Why is Cheniere Energy Performing So Well?

U.S. natural gas futures spiked above $9.00 in August 2022, a level not seen in 14 years. They have trended higher during the pandemic recovery as a result of lower inventories and strong overseas demand. And with Russia the world’s second largest natural gas producer, the Ukraine invasion has forced Europe and Asia to turn to the U.S. to secure supplies for heating, cooking and refrigeration. 

Concerns about Russian supplies pushed natural gas prices to record highs in both regions. Relatively cheaper U.S. natural gas has thrust Cheniere Energy into the spotlight to fulfill international demand. Elevated prices and volumes have made for stellar financial results for the nation’s largest natural gas exporter.

As the owner of nine LNG terminals, Cheniere Energy has a first mover advantage that has never been more apparent. It was the first to receive U.S regulatory approval to ship the commodity overseas and currently serves 36 countries. 

Cheniere’s Sabine Pass terminal near the Gulf of Mexico operates six liquefaction units, or ‘trains’, each of which can move 4.5 million tons of LNG to seaward vessels. The Sabine Pass can access natural gas from all domestic sources east of the Rocky Mountains. Cheniere’s elaborate pipeline network allows it to buy natural gas from producers, convert it to liquid form and transport it to the coast for shipping.

What Will Drive LNG Export Demand in the Future?

The near-term geopolitical dynamics aside, demand for LNG is expected to stay robust for years to come. This is because the world and Asia-Pacific region in particular are shifting to cleaner burning fuels for power generation. China, South Korea, India and Pakistan are all expected to be major natural gas importers as the decade progresses.

As for supplies, natural gas markets are expected to see tight inventory levels well into 2023. Russia continues to curtail natural gas flow to Europe, leaving nations scrambling to secure supplies for the cold weather months. Even with the European economy slowing, heating and electricity needs are fairly constant. With no resolution in sight, Russia’s retaliatory actions in response to sanctions could keep natural gas availability low for some time.
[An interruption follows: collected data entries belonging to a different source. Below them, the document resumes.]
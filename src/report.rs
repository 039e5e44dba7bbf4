//! Result set handed to reporting and export.
//!
//! Results are keyed `dataset -> algorithm -> AlgorithmResult`. Flat record
//! views with stable field names are provided for row-oriented writers such
//! as CSV.

use crate::error::BenchError;
use crate::statistics::{summarize, Summary};
use serde::Serialize;
use std::collections::BTreeMap;

/// Summary and raw sample for one algorithm on one dataset.
#[derive(Debug, Clone, PartialEq, Serialize)]
pub struct AlgorithmResult {
    pub summary: Summary,
    /// Durations in nanoseconds, in run order
    pub durations: Vec<u64>,
}

impl AlgorithmResult {
    pub fn from_sample(durations: Vec<u64>) -> Result<Self, BenchError> {
        Ok(AlgorithmResult {
            summary: summarize(&durations)?,
            durations,
        })
    }
}

/// One timed run.
#[derive(Debug, Clone, PartialEq, Eq, Serialize)]
pub struct RawRecord<'a> {
    pub dataset: &'a str,
    pub algorithm: &'a str,
    pub run_index: usize,
    pub duration_ns: u64,
}

/// One summary row.
#[derive(Debug, Clone, PartialEq, Serialize)]
pub struct SummaryRecord<'a> {
    pub dataset: &'a str,
    pub algorithm: &'a str,
    pub count: usize,
    pub min_ns: u64,
    pub max_ns: u64,
    pub mean_ns: f64,
    pub median_ns: f64,
    pub mode_ns: Option<u64>,
    pub std_dev_ns: f64,
}

/// Relative improvement of one algorithm's mean over a baseline's mean.
#[derive(Debug, Clone, PartialEq, Serialize)]
pub struct SpeedupRecord<'a> {
    pub dataset: &'a str,
    pub algorithm: &'a str,
    pub baseline: &'a str,
    /// `(baseline_mean - mean) / baseline_mean * 100`; positive means faster
    pub improvement_pct: f64,
}

#[derive(Debug, Clone, Default, PartialEq, Serialize)]
#[serde(transparent)]
pub struct ResultSet {
    datasets: BTreeMap<String, BTreeMap<String, AlgorithmResult>>,
}

impl ResultSet {
    pub fn new() -> Self {
        Self::default()
    }

    pub fn insert(&mut self, dataset: &str, algorithm: &str, result: AlgorithmResult) {
        self.datasets
            .entry(dataset.to_string())
            .or_default()
            .insert(algorithm.to_string(), result);
    }

    pub fn get(&self, dataset: &str, algorithm: &str) -> Option<&AlgorithmResult> {
        self.datasets.get(dataset)?.get(algorithm)
    }

    pub fn datasets(&self) -> impl Iterator<Item = (&str, &BTreeMap<String, AlgorithmResult>)> {
        self.datasets.iter().map(|(k, v)| (k.as_str(), v))
    }

    pub fn raw_records(&self) -> Vec<RawRecord<'_>> {
        let mut records = Vec::new();
        for (dataset, algorithms) in &self.datasets {
            for (algorithm, result) in algorithms {
                for (run_index, &duration_ns) in result.durations.iter().enumerate() {
                    records.push(RawRecord {
                        dataset,
                        algorithm,
                        run_index,
                        duration_ns,
                    });
                }
            }
        }
        records
    }

    pub fn summary_records(&self) -> Vec<SummaryRecord<'_>> {
        self.datasets
            .iter()
            .flat_map(|(dataset, algorithms)| {
                algorithms.iter().map(move |(algorithm, result)| {
                    let s = &result.summary;
                    SummaryRecord {
                        dataset,
                        algorithm,
                        count: s.count,
                        min_ns: s.min,
                        max_ns: s.max,
                        mean_ns: s.mean,
                        median_ns: s.median,
                        mode_ns: s.mode,
                        std_dev_ns: s.std_dev,
                    }
                })
            })
            .collect()
    }

    /// Improvement of every algorithm over `baseline` within each dataset.
    ///
    /// Datasets without the baseline, or where its mean is zero, are skipped.
    pub fn speedup_vs(&self, baseline: &str) -> Vec<SpeedupRecord<'_>> {
        let mut records = Vec::new();
        for (dataset, algorithms) in &self.datasets {
            let Some((baseline, base)) = algorithms.get_key_value(baseline) else {
                continue;
            };
            let base_mean = base.summary.mean;
            if base_mean <= 0.0 {
                continue;
            }
            for (algorithm, result) in algorithms {
                records.push(SpeedupRecord {
                    dataset,
                    algorithm,
                    baseline,
                    improvement_pct: (base_mean - result.summary.mean) / base_mean * 100.0,
                });
            }
        }
        records
    }
}

#[cfg(test)]
mod tests {
    use super::*;

    fn sample_set() -> ResultSet {
        let mut set = ResultSet::new();
        set.insert("sorted", "insertion", AlgorithmResult::from_sample(vec![10, 10, 10]).unwrap());
        set.insert("sorted", "merge", AlgorithmResult::from_sample(vec![40, 50, 60]).unwrap());
        set.insert("reversed", "insertion", AlgorithmResult::from_sample(vec![200, 200]).unwrap());
        set.insert("reversed", "merge", AlgorithmResult::from_sample(vec![50, 50]).unwrap());
        set
    }

    #[test]
    fn test_empty_sample_rejected() {
        assert_eq!(
            AlgorithmResult::from_sample(Vec::new()),
            Err(BenchError::EmptySample)
        );
    }

    #[test]
    fn test_lookup() {
        let set = sample_set();
        assert_eq!(set.get("sorted", "merge").unwrap().summary.mean, 50.0);
        assert!(set.get("sorted", "hybrid").is_none());
        assert!(set.get("random", "merge").is_none());
        assert_eq!(set.datasets().count(), 2);
    }

    #[test]
    fn test_raw_records() {
        let set = sample_set();
        let raw = set.raw_records();
        assert_eq!(raw.len(), 10);
        assert!(raw.contains(&RawRecord {
            dataset: "sorted",
            algorithm: "merge",
            run_index: 2,
            duration_ns: 60,
        }));
    }

    #[test]
    fn test_summary_records() {
        let set = sample_set();
        let rows = set.summary_records();
        assert_eq!(rows.len(), 4);
        let row = rows
            .iter()
            .find(|r| r.dataset == "sorted" && r.algorithm == "merge")
            .unwrap();
        assert_eq!((row.min_ns, row.max_ns, row.count), (40, 60, 3));
        assert_eq!(row.mode_ns, None);
    }

    #[test]
    fn test_speedup() {
        let set = sample_set();
        let speedups = set.speedup_vs("insertion");
        let reversed_merge = speedups
            .iter()
            .find(|r| r.dataset == "reversed" && r.algorithm == "merge")
            .unwrap();
        assert_eq!(reversed_merge.improvement_pct, 75.0);
        let sorted_merge = speedups
            .iter()
            .find(|r| r.dataset == "sorted" && r.algorithm == "merge")
            .unwrap();
        assert_eq!(sorted_merge.improvement_pct, -400.0);
        assert!(set.speedup_vs("bogo").is_empty());
    }

    #[test]
    fn test_json_shape() {
        let set = sample_set();
        let json = serde_json::to_value(&set).unwrap();
        assert_eq!(json["sorted"]["merge"]["summary"]["min"], 40);
        assert_eq!(json["sorted"]["insertion"]["summary"]["mode"], 10);
        assert!(json["sorted"]["merge"]["summary"]["mode"].is_null());
        assert_eq!(json["reversed"]["merge"]["durations"][1], 50);
    }
}
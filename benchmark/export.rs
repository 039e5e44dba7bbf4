//! CSV and JSON export of benchmark results.

use hybridsort::crossover::CrossoverSearch;
use hybridsort::report::ResultSet;
use serde::Serialize;
use std::fs;
use std::io;
use std::path::{Path, PathBuf};
use std::time::{SystemTime, UNIX_EPOCH};

/// Run parameters stored next to the results.
#[derive(Debug, Clone, Serialize)]
pub struct RunMetadata {
    pub timestamp_ms: u128,
    pub machine: String,
    pub dataset_size: usize,
    pub repetitions: usize,
    pub warmup: usize,
    pub threshold: Option<usize>,
    pub seed: Option<u64>,
}

impl RunMetadata {
    pub fn collect(
        dataset_size: usize,
        repetitions: usize,
        warmup: usize,
        threshold: Option<usize>,
        seed: Option<u64>,
    ) -> Self {
        let timestamp_ms = SystemTime::now()
            .duration_since(UNIX_EPOCH)
            .map(|d| d.as_millis())
            .unwrap_or(0);

        RunMetadata {
            timestamp_ms,
            machine: format!("{}/{}", std::env::consts::OS, std::env::consts::ARCH),
            dataset_size,
            repetitions,
            warmup,
            threshold,
            seed,
        }
    }
}

#[derive(Serialize)]
struct JsonReport<'a> {
    metadata: &'a RunMetadata,
    #[serde(skip_serializing_if = "Option::is_none")]
    crossover: Option<&'a CrossoverSearch>,
    results: &'a ResultSet,
}

/// Writes `results.json`, `raw_times.csv`, `summary_stats.csv`, `speedup.csv`
/// and `metadata.csv` into `dir`, creating it if needed.
///
/// The crossover trace, when a search ran, is embedded in `results.json`.
pub fn export_results(
    dir: &Path,
    results: &ResultSet,
    crossover: Option<&CrossoverSearch>,
    meta: &RunMetadata,
) -> io::Result<Vec<PathBuf>> {
    fs::create_dir_all(dir)?;

    let mut written = Vec::new();

    let path = dir.join("results.json");
    let json = serde_json::to_string_pretty(&JsonReport {
        metadata: meta,
        crossover,
        results,
    })?;
    fs::write(&path, json)?;
    written.push(path);

    let path = dir.join("raw_times.csv");
    fs::write(&path, raw_csv(results))?;
    written.push(path);

    let path = dir.join("summary_stats.csv");
    fs::write(&path, summary_csv(results))?;
    written.push(path);

    let path = dir.join("speedup.csv");
    fs::write(&path, speedup_csv(results, "insertion"))?;
    written.push(path);

    let path = dir.join("metadata.csv");
    fs::write(&path, metadata_csv(meta))?;
    written.push(path);

    Ok(written)
}

pub fn export_crossover(dir: &Path, search: &CrossoverSearch) -> io::Result<PathBuf> {
    fs::create_dir_all(dir)?;
    let path = dir.join("crossover.csv");
    fs::write(&path, crossover_csv(search))?;
    Ok(path)
}

fn raw_csv(results: &ResultSet) -> String {
    let mut csv = String::from("dataset,algorithm,run_index,duration_ns\n");
    for r in results.raw_records() {
        csv.push_str(&format!(
            "{},{},{},{}\n",
            r.dataset, r.algorithm, r.run_index, r.duration_ns
        ));
    }
    csv
}

fn summary_csv(results: &ResultSet) -> String {
    let mut csv = String::from(
        "dataset,algorithm,count,min_ns,max_ns,mean_ns,median_ns,mode_ns,std_dev_ns\n",
    );
    for r in results.summary_records() {
        let mode = r
            .mode_ns
            .map(|m| m.to_string())
            .unwrap_or_else(|| "none".to_string());
        csv.push_str(&format!(
            "{},{},{},{},{},{:.1},{:.1},{},{:.1}\n",
            r.dataset, r.algorithm, r.count, r.min_ns, r.max_ns, r.mean_ns, r.median_ns, mode, r.std_dev_ns
        ));
    }
    csv
}

fn speedup_csv(results: &ResultSet, baseline: &str) -> String {
    let mut csv = String::from("dataset,algorithm,baseline,improvement_pct\n");
    for r in results.speedup_vs(baseline) {
        csv.push_str(&format!(
            "{},{},{},{:.2}\n",
            r.dataset, r.algorithm, r.baseline, r.improvement_pct
        ));
    }
    csv
}

fn crossover_csv(search: &CrossoverSearch) -> String {
    let mut csv = String::from("n,insertion_mean_ns,merge_mean_ns,insertion_slower\n");
    for m in &search.trace {
        csv.push_str(&format!(
            "{},{:.1},{:.1},{}\n",
            m.n,
            m.insertion_mean,
            m.merge_mean,
            m.insertion_slower()
        ));
    }
    csv
}

fn metadata_csv(meta: &RunMetadata) -> String {
    let optional = |v: Option<String>| v.unwrap_or_else(|| "none".to_string());
    format!(
        "key,value\ntimestamp,{}\nmachine,{}\nn,{}\nrepetitions,{}\nwarmup,{}\nthreshold,{}\nseed,{}\n",
        meta.timestamp_ms,
        meta.machine,
        meta.dataset_size,
        meta.repetitions,
        meta.warmup,
        optional(meta.threshold.map(|t| t.to_string())),
        optional(meta.seed.map(|s| s.to_string())),
    )
}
This is not a good situation for European households, but a highly favorable backdrop for Cheniere. The company engages in long-term ‘take-or-pay’ contracts that stipulate customers take delivery of LNG at a set price or pay a penalty. Most of Cheniere’s customers are locked into these fixed price arrangements, with the non-contracted portion of LNG capacity subject to market volatility. It is the cash flow visibility afforded by the take-or-pay contracts that is the most attractive aspect of Cheniere equity.

Is Wall Street Still Bullish on Cheniere Energy?

While Cheniere’s stock often gets yanked around by natural gas price volatility, it is important to remember ‘spot-driven’ contracts comprise only about one-fifth of cash flow. Long-term contracts, a healthy long-term demand outlook and management's increasingly shareholder-friendly nature are better reasons to own the stock.

With the cash flowing like LNG, Cheniere recently issued its first ever dividend payment last Fall. The $1.58 annual dividend equates to a 0.9% yield that’s icing on the cake to Cheniere’s tremendous capital appreciation. An expanded share buyback program is even more reason to ride this runaway growth and income train. Amazingly, at 16x this year’s earnings estimate, Cheniere remains an inexpensive LNG pure play.

Even after its impressive climb, sell-side analysts love Cheniere Energy. Last week, Jefferies started covering the company with a buy rating and $210 price target that was matched by Raymond James. Wells Fargo raised its target to a Street-high $236, which suggests another 34% upside.

Cheniere is slated to report third quarter performance before the open on November 3rd. Last quarter’s report came with an expectation of “sustained higher margins” and an increased profit forecast. It's hard to envision the next report being anything but bullish.